Even in the gear guide, I am — as ever — disappointed in the lack of mention of how and where a ski is constructed, including whether there will ever be any use of recycled or repurposed materials. Surely, one day, the ski biz will discover a way to do something besides torch in a toxic company bonfire all of last year’s equipment.
And then there’s Squaw. Reams and reams of documentation filled with legalese and scoping and EIRs so a private equity firm can continue a backward-thinking half-century trend of trampling over sacred wetlands in the name — this time — of an indoor lazy river. Its plans to build a 13-story building to house the world’s largest NEST Thermostat which CEO Andy Wirth himself claims he’ll use to control the atmosphere.
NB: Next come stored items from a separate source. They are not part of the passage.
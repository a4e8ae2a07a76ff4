//! Control-character handling shared by the width and XML helpers.
//!
//! Two notions of "control" are in play. The display code treats every C0
//! code, DEL and every C1 code as a control with no printable width. The XML
//! helpers only act on the codes that are illegal or discouraged in XML 1.0
//! documents: C0 except tab, newline and carriage return (backspace is left
//! alone), plus DEL and the C1 block apart from NEL.

use std::borrow::Cow;

use crate::{ControlCharPolicy, Error, Result};

/// Substitute written in place of a control character under `Replace`.
pub const REPLACEMENT: char = '?';

/// `true` for codepoints the display code treats as terminal controls.
#[inline]
#[must_use]
pub fn is_display_control(cp: u32) -> bool { cp < 0x20 || (0x7F..0xA0).contains(&cp) }

/// `true` for control characters acted on by [`process_control_chars`].
#[must_use]
pub fn is_xml_control(ch: char) -> bool {
    matches!(
        u32::from(ch),
        0x00..=0x07 | 0x0B | 0x0C | 0x0E..=0x1F | 0x7F..=0x84 | 0x86..=0x9F
    )
}

/// Apply `policy` to the XML control characters in `text`.
///
/// `Replace` writes `?` for each one, `Ignore` drops them and `Strict` fails
/// on the first. Text without control characters is returned borrowed.
///
/// # Errors
/// Returns [`Error::ControlChar`] under [`ControlCharPolicy::Strict`].
///
/// # Examples
///
/// ```
/// use textkit::{ControlCharPolicy, process_control_chars};
///
/// let out = process_control_chars("a\u{1}b", ControlCharPolicy::Replace).unwrap();
/// assert_eq!(out, "a?b");
/// ```
pub fn process_control_chars(text: &str, policy: ControlCharPolicy) -> Result<Cow<'_, str>> {
    let Some(first) = text.find(is_xml_control) else {
        return Ok(Cow::Borrowed(text));
    };

    let mut out = String::with_capacity(text.len());
    out.push_str(&text[..first]);
    let mut count = 0usize;
    for ch in text[first..].chars() {
        if !is_xml_control(ch) {
            out.push(ch);
            continue;
        }
        count += 1;
        match policy {
            ControlCharPolicy::Strict => {
                return Err(Error::ControlChar {
                    codepoint: u32::from(ch),
                });
            }
            ControlCharPolicy::Replace => out.push(REPLACEMENT),
            ControlCharPolicy::Ignore => {}
        }
    }
    log::trace!("applied {policy} to {count} control character(s)");
    Ok(Cow::Owned(out))
}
The proposal to usher in the direct Disneyfication of the base of the mountain similar to what places like downtown Oakland did with their Business Improvement Districts (BIDs) in the early ‘00s by creating corporate-friendly homogenous realms with public spaces nearly identical to every airport Starbucks. The real scrums of the city are then essentially walled off, segregated from the pour-over coffee spots, reclaimed wood wine bars and small-plates restaurants.
It is the ultimate proposal to install needless urban blight at the base of a giant granite sheath that should, frankly, already be protected as a state or national park.
In a sense, the ski business was ahead of downtown redevelopment districts in that it always had this invisible wall to partition itself off from the proles. It literally takes oodles of time, money, desire and discomfort — that most people don’t have or desire — to enter the sport. And it is for so few at such rarified peaks, that answering the questions of why or what does it really do for the environment (especially on a powder day) has only come in platitudes and doesn’t excite nearly as much as a conversation about the re-emergence of Elan skis and how shitty it is that they only have Blue Moon and Shock Top on tap.
So, here we are. Skiing 2016.
The planet is getting warmer and warmer each consecutive year. And it won’t quit. Soon skiing in my beloved Sierra Nevada mountains will be reduced to a four-week window per year, the rest will be marked with Fire Danger, High signs on the roadside.
I am trying to do my part: Getting rid of the stuff to make room for the important things, which aren’t really things. Going down to a single car. Making a promise to myself if I don’t hike it, I can’t ski it. Making do with my old gear. Writing columns like this that state the obvious, but at least help me raise awareness (if for nobody else than myself.) But in the end, as I look at my toddler son, a boy about to step into bindings and slide down a strip of slushee for the first time this winter, I can’t help but think about what I’ve left for him.
Or, more accurately, what I’ve already taken away.